- **Entries provided**:
use rowmodel_core::{open_db, open_db_in_memory, Db, DbError, DbResult, Executor, OpenOptions, SqlValue};
use rusqlite::Connection;
use serde_json::json;
use std::panic::{catch_unwind, AssertUnwindSafe};
use std::time::Duration;

fn connected_db() -> Db {
    let conn = open_db_in_memory(&OpenOptions::default()).unwrap();
    conn.execute_batch("CREATE TABLE kv (k TEXT PRIMARY KEY, v INTEGER NOT NULL);")
        .unwrap();
    Db::with_connection(conn)
}

fn count_rows(db: &Db) -> i64 {
    let result = db.query("SELECT COUNT(*) AS n FROM kv;", &[]).unwrap();
    result.rows[0]["n"].as_i64().unwrap()
}

#[test]
fn query_before_connect_returns_not_connected() {
    let db = Db::new();
    assert!(!db.is_connected());

    let err = db.query("SELECT 1;", &[]).unwrap_err();
    assert!(matches!(err, DbError::NotConnected));

    let err = db
        .transaction(|_tx| Ok::<_, DbError>(()))
        .unwrap_err();
    assert!(matches!(err, DbError::NotConnected));
}

#[test]
fn query_binds_positional_parameters_and_returns_rows() {
    let db = connected_db();
    db.query(
        "INSERT INTO kv (k, v) VALUES (?, ?), (?, ?);",
        &[
            SqlValue::Text("a".to_string()),
            SqlValue::Integer(1),
            SqlValue::Text("b".to_string()),
            SqlValue::Integer(2),
        ],
    )
    .unwrap();

    let result = db
        .query(
            "SELECT k, v FROM kv WHERE v >= ? ORDER BY k;",
            &[SqlValue::Integer(1)],
        )
        .unwrap();
    assert_eq!(result.rows.len(), 2);
    assert_eq!(result.rows[0]["k"], json!("a"));
    assert_eq!(result.rows[1]["v"], json!(2));
}

#[test]
fn statements_without_result_columns_return_no_rows() {
    let db = connected_db();
    let result = db
        .query(
            "INSERT INTO kv (k, v) VALUES (?, ?);",
            &[SqlValue::Text("a".to_string()), SqlValue::Integer(1)],
        )
        .unwrap();
    assert!(result.rows.is_empty());
    assert_eq!(count_rows(&db), 1);
}

#[test]
fn sqlite_errors_surface_as_db_errors() {
    let db = connected_db();
    let err = db.query("SELECT * FROM missing_table;", &[]).unwrap_err();
    assert!(matches!(err, DbError::Sqlite(_)));
}

#[test]
fn disconnect_clears_handle_and_is_idempotent() {
    let db = connected_db();
    assert!(db.is_connected());

    db.disconnect().unwrap();
    assert!(!db.is_connected());
    db.disconnect().unwrap();

    let err = db.query("SELECT 1;", &[]).unwrap_err();
    assert!(matches!(err, DbError::NotConnected));
}

#[test]
fn connect_replaces_previous_handle() {
    let db = connected_db();
    db.connect(Connection::open_in_memory().unwrap()).unwrap();

    let err = db.query("SELECT * FROM kv;", &[]).unwrap_err();
    assert!(matches!(err, DbError::Sqlite(_)));
}

#[test]
fn transaction_commits_on_ok() {
    let db = connected_db();

    let inserted = db
        .transaction(|tx| {
            tx.query(
                "INSERT INTO kv (k, v) VALUES ('a', 1);",
                &[],
            )?;
            tx.query(
                "INSERT INTO kv (k, v) VALUES ('b', 2);",
                &[],
            )?;
            Ok::<_, DbError>(2)
        })
        .unwrap();

    assert_eq!(inserted, 2);
    assert_eq!(count_rows(&db), 2);
}

#[test]
fn transaction_rolls_back_on_err() {
    let db = connected_db();

    let err = db
        .transaction(|tx| {
            tx.query("INSERT INTO kv (k, v) VALUES ('a', 1);", &[])?;
            // Duplicate primary key fails the second statement.
            tx.query("INSERT INTO kv (k, v) VALUES ('a', 2);", &[])?;
            Ok::<_, DbError>(())
        })
        .unwrap_err();

    assert!(matches!(err, DbError::Sqlite(_)));
    assert_eq!(count_rows(&db), 0);
}

#[test]
fn transaction_rolls_back_when_callback_panics() {
    let db = connected_db();

    let outcome = catch_unwind(AssertUnwindSafe(|| {
        db.transaction(|tx| -> DbResult<()> {
            tx.query("INSERT INTO kv (k, v) VALUES ('a', 1);", &[])?;
            panic!("callback failed mid-transaction");
        })
    }));
    assert!(outcome.is_err());
    assert_eq!(count_rows(&db), 0);

    db.transaction(|tx| {
        tx.query("INSERT INTO kv (k, v) VALUES ('b', 2);", &[])?;
        Ok::<_, DbError>(())
    })
    .unwrap();
    assert_eq!(count_rows(&db), 1);
}

#[test]
fn connection_swap_inside_transaction_is_busy() {
    let db = connected_db();

    db.transaction(|_tx| {
        let err = db
            .connect(Connection::open_in_memory().unwrap())
            .unwrap_err();
        assert!(matches!(err, DbError::Busy));
        let err = db.disconnect().unwrap_err();
        assert!(matches!(err, DbError::Busy));
        Ok::<_, DbError>(())
    })
    .unwrap();

    assert!(db.is_connected());
    assert_eq!(count_rows(&db), 0);
}

#[test]
fn nested_transaction_is_rejected_by_sqlite() {
    let db = connected_db();

    let err = db
        .transaction(|_outer| db.transaction(|_inner| Ok::<_, DbError>(())))
        .unwrap_err();
    assert!(matches!(err, DbError::Sqlite(_)));
}

#[test]
fn open_db_persists_between_connections() {
    let dir = tempfile::tempdir().unwrap();
    let path = dir.path().join("rowmodel.db");

    let db = Db::with_connection(open_db(&path, &OpenOptions::default()).unwrap());
    db.query("CREATE TABLE kv (k TEXT PRIMARY KEY, v INTEGER NOT NULL);", &[])
        .unwrap();
    db.query("INSERT INTO kv (k, v) VALUES ('a', 1);", &[])
        .unwrap();
    db.disconnect().unwrap();

    db.connect(open_db(&path, &OpenOptions::default()).unwrap())
        .unwrap();
    assert_eq!(count_rows(&db), 1);
}

#[test]
fn open_options_control_foreign_keys() {
    let enabled = open_db_in_memory(&OpenOptions::default()).unwrap();
    let result = enabled.query("PRAGMA foreign_keys;", &[]).unwrap();
    assert_eq!(result.rows[0]["foreign_keys"], json!(1));

    let options = OpenOptions {
        foreign_keys: false,
        ..OpenOptions::default()
    };
    let disabled = open_db_in_memory(&options).unwrap();
    let result = disabled.query("PRAGMA foreign_keys;", &[]).unwrap();
    assert_eq!(result.rows[0]["foreign_keys"], json!(0));
}

#[test]
fn open_options_apply_busy_timeout() {
    let options = OpenOptions {
        busy_timeout: Duration::from_millis(250),
        ..OpenOptions::default()
    };
    let conn = open_db_in_memory(&options).unwrap();
    let result = conn.query("PRAGMA busy_timeout;", &[]).unwrap();
    let timeout = result.rows[0].values().next().unwrap();
    assert_eq!(timeout, &json!(250));

    let default_conn = open_db_in_memory(&OpenOptions::default()).unwrap();
    let result = default_conn.query("PRAGMA busy_timeout;", &[]).unwrap();
    assert_eq!(result.rows[0].values().next().unwrap(), &json!(5000));
}
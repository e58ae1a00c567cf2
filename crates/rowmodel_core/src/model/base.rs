//! Generic active-record operations over one mapped table.
//!
//! # Responsibility
//! - Decide insert vs update from the id field and row existence.
//! - Stamp created/updated/deleted markers with the current UTC time.
//! - Build filters, run them through the caller's executor or the shared
//!   `Db`, and parse rows through `ModelSchema::parse`.
//!
//! # Invariants
//! - A record is never saved without at least one non-id key.
//! - Stamping only fills markers whose current value is missing or falsy.
//! - Every statement of one call goes through the same executor.

use super::error::{ModelError, ModelResult};
use super::schema::ModelSchema;
use super::statement;
use crate::db::{Db, Executor, Record};
use chrono::{SecondsFormat, Utc};
use log::{debug, info};
use serde_json::Value as JsonValue;
use std::marker::PhantomData;
use std::time::Instant;

/// Executor routing shared by every operation without extra flags.
#[derive(Clone, Copy, Default)]
pub struct QueryOptions<'q> {
    /// Executor to use instead of the model's `Db`, typically a `TxQuery`.
    pub query: Option<&'q dyn Executor>,
}

/// Options accepted by read operations.
pub type FetchOptions<'q> = QueryOptions<'q>;

impl<'q> QueryOptions<'q> {
    pub fn with_query(query: &'q dyn Executor) -> Self {
        Self { query: Some(query) }
    }
}

/// Options accepted by `Model::save`.
#[derive(Clone, Copy, Default)]
pub struct SaveOptions<'q> {
    /// Read the saved row back and return it.
    pub return_new: bool,
    pub query: Option<&'q dyn Executor>,
}

impl<'q> SaveOptions<'q> {
    pub fn with_query(query: &'q dyn Executor) -> Self {
        Self {
            return_new: false,
            query: Some(query),
        }
    }

    pub fn returning_new(self) -> Self {
        Self {
            return_new: true,
            ..self
        }
    }
}

/// Table-bound CRUD helper for records of type `T`.
pub struct Model<'db, T> {
    db: &'db Db,
    _record: PhantomData<fn() -> T>,
}

impl<'db, T: ModelSchema> Model<'db, T> {
    pub fn new(db: &'db Db) -> Self {
        Self {
            db,
            _record: PhantomData,
        }
    }

    pub fn table(&self) -> &'static str {
        T::TABLE
    }

    /// Returns the first row matching every key of `filter`.
    ///
    /// # Errors
    /// - `ModelError::NoFilters` when `filter` is empty.
    pub fn fetch(&self, filter: &Record, opts: FetchOptions<'_>) -> ModelResult<Option<T>> {
        let rows = self.select_rows(filter, Some(1), opts.query)?;
        rows.into_iter().next().map(T::parse).transpose()
    }

    /// Returns every row matching `filter`, in storage order.
    pub fn fetch_all(&self, filter: &Record, opts: FetchOptions<'_>) -> ModelResult<Vec<T>> {
        let rows = self.select_rows(filter, None, opts.query)?;
        rows.into_iter().map(T::parse).collect()
    }

    /// Like `fetch`, but a missing row is an error.
    ///
    /// # Errors
    /// - `ModelError::NotFound` carrying `{id_field: filter[id_field]}` when
    ///   the mapping has an id field.
    pub fn fetch_or_throw(&self, filter: &Record, opts: FetchOptions<'_>) -> ModelResult<T> {
        if let Some(found) = self.fetch(filter, opts)? {
            return Ok(found);
        }

        let params = T::id_field().map(|id_field| {
            let mut params = Record::new();
            if let Some(id) = filter.get(id_field) {
                params.insert(id_field.to_string(), id.clone());
            }
            params
        });
        Err(ModelError::NotFound { params })
    }

    /// Inserts or updates `record`.
    ///
    /// A record whose id key is present and matches an existing row is
    /// updated; anything else is inserted and the generated id is read back
    /// with `RETURNING`. Returns the stored row when `opts.return_new` is set.
    ///
    /// # Errors
    /// - `ModelError::NothingToSave` when the record has no non-id keys.
    /// - `ModelError::MissingIdField` when the mapping has no id field.
    pub fn save(&self, mut record: Record, opts: SaveOptions<'_>) -> ModelResult<Option<T>> {
        let started_at = Instant::now();
        let executor = self.executor(opts.query);
        let id_field = T::id_field();

        let mut keys: Vec<String> = record.keys().cloned().collect();
        let mut keys_without_id: Vec<String> = keys
            .iter()
            .filter(|key| Some(key.as_str()) != id_field)
            .cloned()
            .collect();

        if keys_without_id.is_empty() {
            return Err(ModelError::NothingToSave);
        }
        let Some(id_field) = id_field else {
            return Err(ModelError::MissingIdField);
        };

        let mut id = record.get(id_field).cloned();
        let exists = match &id {
            Some(value) => !self
                .select_rows(&single_filter(id_field, value.clone()), Some(1), opts.query)?
                .is_empty(),
            None => false,
        };

        if exists {
            if let Some(updated_field) = T::updated_field() {
                stamp_if_falsy(&mut record, &mut keys_without_id, updated_field);
            }
            let id_value = id.clone().unwrap_or(JsonValue::Null);
            let stmt =
                statement::update(T::TABLE, &record, &keys_without_id, id_field, &id_value);
            executor.query(&stmt.sql, &stmt.params)?;
        } else {
            if let Some(created_field) = T::created_field() {
                stamp_if_falsy(&mut record, &mut keys, created_field);
            }
            let stmt = statement::insert(T::TABLE, &record, &keys, id_field);
            let result = executor.query(&stmt.sql, &stmt.params)?;
            id = result
                .rows
                .into_iter()
                .next()
                .and_then(|mut row| row.remove(id_field));
        }

        info!(
            "event=model_save module=model status=ok table={} op={} duration_ms={}",
            T::TABLE,
            if exists { "update" } else { "insert" },
            started_at.elapsed().as_millis()
        );

        match id {
            Some(id) if opts.return_new => self.fetch(
                &single_filter(id_field, id),
                QueryOptions { query: opts.query },
            ),
            _ => Ok(None),
        }
    }

    /// Saves `record` and returns the stored row.
    ///
    /// # Errors
    /// - `ModelError::SaveFailed` when the saved row cannot be read back.
    pub fn save_and_fetch(&self, record: Record, opts: QueryOptions<'_>) -> ModelResult<T> {
        self.save(
            record,
            SaveOptions {
                return_new: true,
                query: opts.query,
            },
        )?
        .ok_or(ModelError::SaveFailed)
    }

    /// Deletes the first row matching `filter`.
    ///
    /// Returns `false` without touching storage when nothing matches or the
    /// mapping has no id field.
    pub fn hard_delete(&self, filter: &Record, opts: QueryOptions<'_>) -> ModelResult<bool> {
        let Some(found) = self.select_rows(filter, Some(1), opts.query)?.into_iter().next()
        else {
            return Ok(false);
        };
        let Some(id_field) = T::id_field() else {
            return Ok(false);
        };

        let id_value = found.get(id_field).cloned().unwrap_or(JsonValue::Null);
        let stmt = statement::delete(T::TABLE, id_field, &id_value);
        self.executor(opts.query).query(&stmt.sql, &stmt.params)?;
        info!(
            "event=model_hard_delete module=model status=ok table={}",
            T::TABLE
        );
        Ok(true)
    }

    /// Stamps the deleted marker of the first row matching `filter`.
    ///
    /// The row stays in storage; the updated marker is refreshed too when
    /// configured. Returns whether a row was marked; a matching row without
    /// an id cannot be addressed and is left untouched.
    ///
    /// # Errors
    /// - `ModelError::MissingDeletedField` when the mapping has no deleted field.
    /// - `ModelError::MissingIdField` when the mapping has no id field.
    pub fn soft_delete(&self, filter: &Record, opts: QueryOptions<'_>) -> ModelResult<bool> {
        let deleted_field = T::deleted_field().ok_or(ModelError::MissingDeletedField)?;
        let id_field = T::id_field().ok_or(ModelError::MissingIdField)?;

        let Some(mut found) = self.select_rows(filter, Some(1), opts.query)?.into_iter().next()
        else {
            return Ok(false);
        };
        let id = match found.remove(id_field) {
            Some(JsonValue::Null) | None => return Ok(false),
            Some(id) => id,
        };

        let mut marker = Record::new();
        marker.insert(id_field.to_string(), id);
        marker.insert(deleted_field.to_string(), JsonValue::String(now_timestamp()));
        self.save(
            marker,
            SaveOptions {
                return_new: false,
                query: opts.query,
            },
        )?;
        Ok(true)
    }

    fn executor<'a>(&'a self, query: Option<&'a dyn Executor>) -> &'a dyn Executor {
        match query {
            Some(query) => query,
            None => self.db,
        }
    }

    fn select_rows(
        &self,
        filter: &Record,
        limit: Option<u32>,
        query: Option<&dyn Executor>,
    ) -> ModelResult<Vec<Record>> {
        if filter.is_empty() {
            return Err(ModelError::NoFilters);
        }

        let stmt = statement::select(T::TABLE, filter, limit);
        let result = self.executor(query).query(&stmt.sql, &stmt.params)?;
        debug!(
            "event=model_select module=model status=ok table={} filters={} rows={}",
            T::TABLE,
            filter.len(),
            result.rows.len()
        );
        Ok(result.rows)
    }
}

fn single_filter(field: &str, value: JsonValue) -> Record {
    let mut filter = Record::new();
    filter.insert(field.to_string(), value);
    filter
}

/// Sets `field` to now unless it already holds a truthy value.
fn stamp_if_falsy(record: &mut Record, keys: &mut Vec<String>, field: &str) {
    if !record.get(field).map_or(true, is_falsy) {
        return;
    }

    // Why: the record map already holds the key when it was present but
    // falsy; listing it again would name the column twice in the statement.
    record.insert(field.to_string(), JsonValue::String(now_timestamp()));
    if !keys.iter().any(|key| key == field) {
        keys.push(field.to_string());
    }
}

fn is_falsy(value: &JsonValue) -> bool {
    match value {
        JsonValue::Null => true,
        JsonValue::Bool(flag) => !flag,
        JsonValue::Number(number) => number.as_f64().map_or(false, |n| n == 0.0),
        JsonValue::String(text) => text.is_empty(),
        JsonValue::Array(_) | JsonValue::Object(_) => false,
    }
}

/// Current UTC time as `YYYY-MM-DDTHH:MM:SS.mmmZ`.
fn now_timestamp() -> String {
    Utc::now().to_rfc3339_opts(SecondsFormat::Millis, true)
}
//! Active-record style persistence over SQLite.
//! A `Model` maps one record type onto one table; `Db` owns the connection.

pub mod db;
pub mod logging;
pub mod model;

pub use db::{
    open_db, open_db_in_memory, Db, DbError, DbResult, Executor, OpenOptions, QueryResult, Record,
    SqlValue, TxQuery,
};
pub use logging::{default_log_level, init_logging, logging_status};
pub use model::{
    into_record, FetchOptions, Model, ModelError, ModelResult, ModelSchema, QueryOptions,
    SaveOptions,
};

/// Minimal health-check API for embedding hosts.
pub fn ping() -> &'static str {
    "pong"
}

/// Returns the core crate version.
pub fn core_version() -> &'static str {
    env!("CARGO_PKG_VERSION")
}

#[cfg(test)]
mod tests {
    use super::{core_version, ping};

    #[test]
    fn ping_returns_pong() {
        assert_eq!(ping(), "pong");
    }

    #[test]
    fn version_is_not_empty() {
        assert!(!core_version().is_empty());
    }
}
//! JSON <-> SQLite value conversion.
//!
//! # Invariants
//! - Primitive JSON values bind natively; objects and arrays bind as JSON text.
//! - Decoding never fails on content: non-finite reals decode to `null` and
//!   invalid UTF-8 text is replaced lossily.

use super::{Record, SqlValue};
use rusqlite::types::ValueRef;
use rusqlite::Row;
use serde_json::{Number, Value as JsonValue};

/// Converts one JSON value into a bind parameter.
pub fn json_to_sql(value: &JsonValue) -> SqlValue {
    match value {
        JsonValue::Null => SqlValue::Null,
        JsonValue::Bool(flag) => SqlValue::Integer(i64::from(*flag)),
        JsonValue::Number(number) => match number.as_i64() {
            Some(integer) => SqlValue::Integer(integer),
            None => number.as_f64().map_or(SqlValue::Null, SqlValue::Real),
        },
        JsonValue::String(text) => SqlValue::Text(text.clone()),
        JsonValue::Array(_) | JsonValue::Object(_) => SqlValue::Text(value.to_string()),
    }
}

/// Decodes the current row into a record keyed by `columns`.
pub fn row_to_record(row: &Row<'_>, columns: &[String]) -> rusqlite::Result<Record> {
    let mut record = Record::new();
    for (index, name) in columns.iter().enumerate() {
        let value = match row.get_ref(index)? {
            ValueRef::Null => JsonValue::Null,
            ValueRef::Integer(integer) => JsonValue::from(integer),
            ValueRef::Real(real) => Number::from_f64(real).map_or(JsonValue::Null, JsonValue::Number),
            ValueRef::Text(bytes) => JsonValue::String(String::from_utf8_lossy(bytes).into_owned()),
            ValueRef::Blob(bytes) => {
                JsonValue::Array(bytes.iter().map(|byte| JsonValue::from(*byte)).collect())
            }
        };
        record.insert(name.clone(), value);
    }
    Ok(record)
}
//! Logging bootstrap for hosts embedding rowmodel.
//!
//! # Responsibility
//! - Start one size-rotated file logger per process.
//! - Capture panics as sanitized `panic_captured` events.
//!
//! # Invariants
//! - Re-initialization with the same level and directory is a no-op.
//! - Re-initialization with a different level or directory is rejected.
//! - Initialization never panics.

use flexi_logger::{Cleanup, Criterion, FileSpec, Logger, LoggerHandle, Naming, WriteMode};
use log::{error, info};
use once_cell::sync::OnceCell;
use std::path::{Path, PathBuf};

const LOG_FILE_BASENAME: &str = "rowmodel";
const MAX_LOG_FILE_SIZE_BYTES: u64 = 10 * 1024 * 1024;
const MAX_LOG_FILES: usize = 5;
const MAX_PANIC_PAYLOAD_CHARS: usize = 160;

static ACTIVE_LOGGER: OnceCell<ActiveLogger> = OnceCell::new();

struct ActiveLogger {
    level: &'static str,
    log_dir: PathBuf,
    _handle: LoggerHandle,
}

impl ActiveLogger {
    fn check_same(&self, level: &str, log_dir: &Path) -> Result<(), String> {
        if self.log_dir != log_dir {
            return Err(format!(
                "logging already initialized at `{}`; refusing to switch to `{}`",
                self.log_dir.display(),
                log_dir.display()
            ));
        }
        if self.level != level {
            return Err(format!(
                "logging already initialized with level `{}`; refusing to switch to `{level}`",
                self.level
            ));
        }
        Ok(())
    }
}

/// Starts file logging at `level` under the absolute directory `log_dir`.
///
/// # Errors
/// - Unsupported level, empty or relative directory.
/// - Directory creation or logger startup failure.
/// - A conflicting earlier initialization.
pub fn init_logging(level: &str, log_dir: &str) -> Result<(), String> {
    let level = normalize_level(level)?;
    let log_dir = normalize_log_dir(log_dir)?;

    let active = ACTIVE_LOGGER.get_or_try_init(|| start_logger(level, &log_dir))?;
    active.check_same(level, &log_dir)
}

/// Returns `(level, log_dir)` of the active logger, if any.
pub fn logging_status() -> Option<(&'static str, PathBuf)> {
    ACTIVE_LOGGER
        .get()
        .map(|active| (active.level, active.log_dir.clone()))
}

/// `debug` for debug builds, `info` otherwise.
pub fn default_log_level() -> &'static str {
    if cfg!(debug_assertions) {
        "debug"
    } else {
        "info"
    }
}

fn start_logger(level: &'static str, log_dir: &Path) -> Result<ActiveLogger, String> {
    std::fs::create_dir_all(log_dir).map_err(|err| {
        format!(
            "failed to create log directory `{}`: {err}",
            log_dir.display()
        )
    })?;

    let handle = Logger::try_with_str(level)
        .map_err(|err| format!("invalid log level `{level}`: {err}"))?
        .log_to_file(
            FileSpec::default()
                .directory(log_dir)
                .basename(LOG_FILE_BASENAME),
        )
        .rotate(
            Criterion::Size(MAX_LOG_FILE_SIZE_BYTES),
            Naming::Numbers,
            Cleanup::KeepLogFiles(MAX_LOG_FILES),
        )
        .write_mode(WriteMode::BufferAndFlush)
        .append()
        .format_for_files(flexi_logger::detailed_format)
        .start()
        .map_err(|err| format!("failed to start logger: {err}"))?;

    install_panic_hook();
    info!(
        "event=logging_init module=core status=ok level={level} version={}",
        env!("CARGO_PKG_VERSION")
    );

    Ok(ActiveLogger {
        level,
        log_dir: log_dir.to_path_buf(),
        _handle: handle,
    })
}

fn normalize_level(level: &str) -> Result<&'static str, String> {
    match level.trim().to_ascii_lowercase().as_str() {
        "trace" => Ok("trace"),
        "debug" => Ok("debug"),
        "info" => Ok("info"),
        "warn" | "warning" => Ok("warn"),
        "error" => Ok("error"),
        other => Err(format!(
            "unsupported log level `{other}`; expected trace|debug|info|warn|error"
        )),
    }
}

fn normalize_log_dir(log_dir: &str) -> Result<PathBuf, String> {
    let trimmed = log_dir.trim();
    if trimmed.is_empty() {
        return Err("log_dir cannot be empty".to_string());
    }
    let path = Path::new(trimmed);
    if !path.is_absolute() {
        return Err(format!("log_dir must be an absolute path, got `{trimmed}`"));
    }
    Ok(path.to_path_buf())
}

// Runs at most once: only reachable from the OnceCell initializer.
fn install_panic_hook() {
    let previous_hook = std::panic::take_hook();
    std::panic::set_hook(Box::new(move |panic_info| {
        let location = panic_info
            .location()
            .map(|loc| format!("{}:{}", loc.file(), loc.line()))
            .unwrap_or_else(|| "unknown".to_string());
        let payload = panic_info
            .payload()
            .downcast_ref::<&str>()
            .map(|message| (*message).to_string())
            .or_else(|| panic_info.payload().downcast_ref::<String>().cloned())
            .unwrap_or_else(|| "non-string panic payload".to_string());
        error!(
            "event=panic_captured module=core status=error location={location} payload={}",
            sanitize_message(&payload, MAX_PANIC_PAYLOAD_CHARS)
        );
        previous_hook(panic_info);
    }));
}

fn sanitize_message(value: &str, max_chars: usize) -> String {
    let single_line = value.replace(['\n', '\r'], " ");
    let mut truncated: String = single_line.chars().take(max_chars).collect();
    if single_line.chars().count() > max_chars {
        truncated.push_str("...");
    }
    truncated
}

#[cfg(test)]
mod tests {
    use super::{init_logging, logging_status, normalize_level, normalize_log_dir, sanitize_message};

    #[test]
    fn normalize_level_accepts_known_values() {
        assert_eq!(normalize_level("TRACE").unwrap(), "trace");
        assert_eq!(normalize_level(" warning ").unwrap(), "warn");
        assert!(normalize_level("verbose").is_err());
    }

    #[test]
    fn normalize_log_dir_rejects_empty_and_relative_paths() {
        assert!(normalize_log_dir("   ").is_err());
        let error = normalize_log_dir("logs").unwrap_err();
        assert!(error.contains("absolute"));
    }

    #[test]
    fn sanitize_message_flattens_and_caps_payload() {
        let sanitized = sanitize_message("a\nb\rc-long-tail", 5);
        assert_eq!(sanitized, "a b c...");
        assert_eq!(sanitize_message("short", 10), "short");
    }

    #[test]
    fn init_logging_is_idempotent_and_rejects_conflicts() {
        let dir = tempfile::tempdir().unwrap();
        let other = tempfile::tempdir().unwrap();
        let dir_str = dir.path().to_str().unwrap().to_string();
        let other_str = other.path().to_str().unwrap().to_string();

        init_logging("info", &dir_str).unwrap();
        init_logging("INFO", &dir_str).unwrap();

        let level_error = init_logging("debug", &dir_str).unwrap_err();
        assert!(level_error.contains("refusing to switch"));
        let dir_error = init_logging("info", &other_str).unwrap_err();
        assert!(dir_error.contains("refusing to switch"));

        let (level, active_dir) = logging_status().unwrap();
        assert_eq!(level, "info");
        assert_eq!(active_dir, dir.path());
    }
}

- **Exercise goal**: Copy out every line of the entries where the string "shared" shows up.

- **Reply**:
//! - Build filters, run them through the caller's executor or the shared
/// Executor routing shared by every operation without extra flags.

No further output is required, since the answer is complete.